Los ging es an diesem Wochenende mit Western- und Distanzreiten. Erst am 10. Oktober geht das Mammutturnier mit dem Finale der Springreiter zu Ende - dem so beliebten wie umstrittenen Schluss- und Höhepunkt jeder WM. Erstmals finden die Weltreiterspiele, die 1990 in Stockholm mit damals fünf Disziplinen Premiere hatten, aus europäischer Sicht in Übersee statt. Weil mit dem Reiten für Behinderte die achte Disziplin hinzugekommen ist, sind es die größten, die es je gab. Die Transportlogistik ist überwältigend.

Fast 450 Pferde werden noch bis zum 29. September aus Europa nach Lexington gebracht. Darunter „Checkmate“ von Meredith Michaels-Beerbaum, oder auch „Hannes“, der offiziell „Warum nicht“ heißt, von Isabell Werth. Deutschland wird insgesamt 53 Pferde in Lexington an den Start bringen, jedes führt 200 bis 300 Kilogramm Gepäck mit. Zehn spezielle Charterflüge gehen und gingen von Lüttich und Amsterdam aus nach Cincinnati. Dazu kommen 19 Pferde aus Australien und Asien und 35 Vierbeiner aus Südamerika.

First Class-Pferde buchen Einzelcontainer

Während des neunstündigen Transatlantik-Fluges wurden und werden die Pferde von einem Team aus 24 Leuten betreut, vor allem Pferdepflegern und Tierärzten. Dick eingepackt werden die lebenden Millionenwerte ins Flugzeug gebracht und in möglichst ruhiger Atmosphäre an die Umgebung gewöhnt. Speziell ausgebildete Flug-Pferdepfleger gehören zur Begleitmannschaft. Sie werden von einer Spezialfirma gestellt, die für den kompletten Transport verantwortlich ist. Tim Rolfe, ihr Chef-Pfleger, hat bereits sechs olympische und fünf weltmeisterliche Transporte überwacht. „Wir mussten auch spezielles Flugbegleiter-Training mitmachen, wir müssen uns ja auch um die menschlichen Passagiere kümmern.“

Wie die Zweibeiner reisen auch die Vierbeiner in verschiedenen Klassen. Raum gleich Komfort - das ist überall gleich. Das Pferd, für das Economy gebucht wurde, muss sich mit zwei Artgenossen einen Container teilen. Die Passagiere der Hippo-Business-Class stehen nur zu zweit im Container. Und noch wird gerätselt, wer das verwöhnte First-Class-Pferd ist, für das ein Einzelcontainer gebucht wurde - Platz zum Liegen eben. War es „Totilas“, der märchenhafte Rapphengst des niederländischen Dressur-Favoriten Edward Gal? Vermögende Pferdeleute jedenfalls gibt es genug. Die Ticketpreise bewegen sich zwischen 8500 und 13.000 Euro.

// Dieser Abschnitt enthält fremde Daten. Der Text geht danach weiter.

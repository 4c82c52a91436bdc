use web_sys::HtmlInputElement;
use yew::prelude::*;

use super::settings::use_settings;
use super::icons::icon_edit;
use super::stat_card::{StatCard, StatIcon};
use super::toast::{NoticeKind, Notify};
use crate::form::parse_balance;
use crate::format::format_currency;

#[derive(Properties, PartialEq)]
pub struct BalanceCardProps {
    pub balance: f64,
    /// Balance minus all-time spend.
    pub balance_left: f64,
    pub on_save: Callback<f64>,
    pub notify: Notify,
}

#[function_component(BalanceCard)]
pub fn balance_card(props: &BalanceCardProps) -> Html {
    let symbol = use_settings().currency_symbol;
    let is_editing = use_state(|| false);
    let temp_balance = use_state(String::new);

    let toggle = {
        let is_editing = is_editing.clone();
        let temp_balance = temp_balance.clone();
        let balance = props.balance;
        Callback::from(move |_| {
            if !*is_editing {
                temp_balance.set(balance.to_string());
            }
            is_editing.set(!*is_editing);
        })
    };

    let on_input = {
        let temp_balance = temp_balance.clone();
        Callback::from(move |e: InputEvent| {
            let input: HtmlInputElement = e.target_unchecked_into();
            temp_balance.set(input.value());
        })
    };

    let on_save = {
        let is_editing = is_editing.clone();
        let temp_balance = temp_balance.clone();
        let save = props.on_save.clone();
        let notify = props.notify.clone();
        Callback::from(move |_| match parse_balance(&temp_balance) {
            Ok(balance) => {
                save.emit(balance);
                is_editing.set(false);
                notify.emit((NoticeKind::Success, "Account balance updated!".to_string()));
            }
            Err(err) => notify.emit((NoticeKind::Error, err.to_string())),
        })
    };

    let value_class = if props.balance_left >= 0.0 {
        "text-green-600"
    } else {
        "text-red-600"
    };

    html! {
        <StatCard
            title="Balance Left"
            value={format_currency(props.balance_left, &symbol)}
            caption={format!("of {} in account", format_currency(props.balance, &symbol))}
            icon={StatIcon::Dollar}
            value_class={value_class}
        >
            { if *is_editing {
                html! {
                    <div class="mt-3 flex gap-2">
                        <input type="number" step="0.01" value={(*temp_balance).clone()} oninput={on_input}
                            class="w-full bg-[#f1f4f9] rounded-[10px] px-2 py-1 text-xs border-none" />
                        <button onclick={on_save} class="bg-emerald-600 text-white px-3 rounded-[10px] text-xs font-bold">{"Save"}</button>
                        <button onclick={toggle} class="border border-slate-200 px-2 rounded-[10px] text-xs">{"Cancel"}</button>
                    </div>
                }
            } else {
                html! {
                    <button onclick={toggle} class="mt-2 flex items-center gap-1 text-xs text-slate-500 hover:text-slate-800">
                        { icon_edit() }
                        {"Edit balance"}
                    </button>
                }
            }}
        </StatCard>
    }
}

Sanfte Landung, aber keine beruhigende Musik

Ob in den unterschiedlichen Klassen auch unterschiedliche Mahlzeiten serviert werden, ist fraglich. Die Pferde bekommen ständig Zugang zur beruhigenden Nahrung, können sich immer wieder einen Snack aus Heunetzen zupfen, bekommen Nüsse, Hafer und andere Köstlichkeiten. Mit Hilfe von mehr als 1500 Litern Wasser wird der Dehydrierung vorgebeugt. Die Piloten sind auf das Körpergewicht und die Schreckhaftigkeit ihrer Fell tragenden Passagiere vorbereitet. Sie gestalten Start und Landung sanfter als für Menschen. Beim Start steigen sie langsamer, für die Landung wird ein schonenderes Bremssystem angewandt. „Leider ist es zu laut an Bord, so dass wir keine beruhigende Musik spielen können“, sagt der Chef der Service-Firma, Henry Bullen. Nach 42 Stunden Quarantäne werden die Pferde per Lastwagen weiterbefördert. Die ersten Vierbeiner kamen am 10. September in Kentucky an - aus Chile und Guatemala.

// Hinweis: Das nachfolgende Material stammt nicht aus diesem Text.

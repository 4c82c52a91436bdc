use yew::prelude::*;

use super::settings::use_settings;
use super::icons::{icon_receipt, icon_tag};
use crate::format::format_currency;
use crate::model::Expense;

#[derive(Properties, PartialEq)]
pub struct ExpenseListProps {
    pub expenses: Vec<Expense>,
}

/// Expenses in store order: the most recently added first.
#[function_component(ExpenseList)]
pub fn expense_list(props: &ExpenseListProps) -> Html {
    let symbol = use_settings().currency_symbol;
    html! {
        <div class="bg-white/95 p-6 rounded-[10px] shadow-sm border border-white/20">
            <h3 class="flex items-center gap-2 font-bold text-slate-900 text-lg mb-4">
                { icon_receipt() }
                {"Recent Expenses"}
            </h3>
            <div class="h-[400px] overflow-y-auto pr-4">
                { if props.expenses.is_empty() {
                    html! {
                        <div class="text-center py-8 text-slate-500">
                            <p>{"No expenses yet. Add your first expense above!"}</p>
                        </div>
                    }
                } else {
                    html! {
                        <div class="space-y-3">
                            { for props.expenses.iter().map(|expense| html! {
                                <div class="p-4 rounded-lg border border-slate-100 bg-white/30 hover:bg-white/40 transition-all">
                                    <div class="flex items-center justify-between mb-2">
                                        <span class="font-semibold text-lg text-slate-900">{ format_currency(expense.amount, &symbol) }</span>
                                        <span class={classes!("flex", "items-center", "px-3", "py-1", "rounded-full", "text-[10px]", "font-bold", "border", expense.category.badge_class())}>
                                            { icon_tag() }
                                            { expense.category.label() }
                                        </span>
                                    </div>
                                    <p class="text-slate-700 mb-2">{ expense.description.clone() }</p>
                                    <p class="text-sm text-slate-500">{ expense.date.format("%-m/%-d/%Y").to_string() }</p>
                                </div>
                            }) }
                        </div>
                    }
                }}
            </div>
        </div>
    }
}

47 Reiter und insgesamt 259 Personen gehören neben den 53 Pferden zum deutschen Tross. Allerdings trat das Pferd „Cash“ von Springreiter Marco Kutscher zunächst nicht die Reise an, weil es sich kurz vor dem Abflug eine Hufgelenksprellung am rechten Vorderbein zugezogen hatte. Neben den Vereinigten Staaten als Gastgeber und Australien sind die Deutschen die einzige Nation, die sämtliche Disziplinen in der Mannschafts- und Einzelwertung bestreitet. Also: Springen, Dressur, Vielseitigkeit, Viererzug-Fahren, Voltigieren, Distanzreiten, Westernreiten und Para-Equestrian.

Kleinvieh macht auch Mist

Das Fahrturnier leidet am meisten unter dem großen Transportaufwand. Welch eine Anstrengung solch eine Viererzug-Expedition ist, kann man daran sehen, dass die Deutsche Reiterliche Vereinigung die Kutschen per Schiffsfracht vorausschicken musste. „Die Weltreiterspiele sind eine große sportliche und organisatorische Herausforderung“, sagt der deutsche Sportchef Reinhard Wendt. „Und eine gewaltige finanzielle Herausforderung.“ Die Gesamtkosten für die Mannschaft betragen 1,445 Millionen Euro, 900.000 Euro bringt die Deutsche Reiterliche Vereinigung auf, der Rest kommt aus Bundesmitteln und durch Sponsoren. Phantasie mussten die nichtolympischen Disziplinen investieren. Die Westernreiter erhielten Geld aus einer Sammlung und einer Versteigerung.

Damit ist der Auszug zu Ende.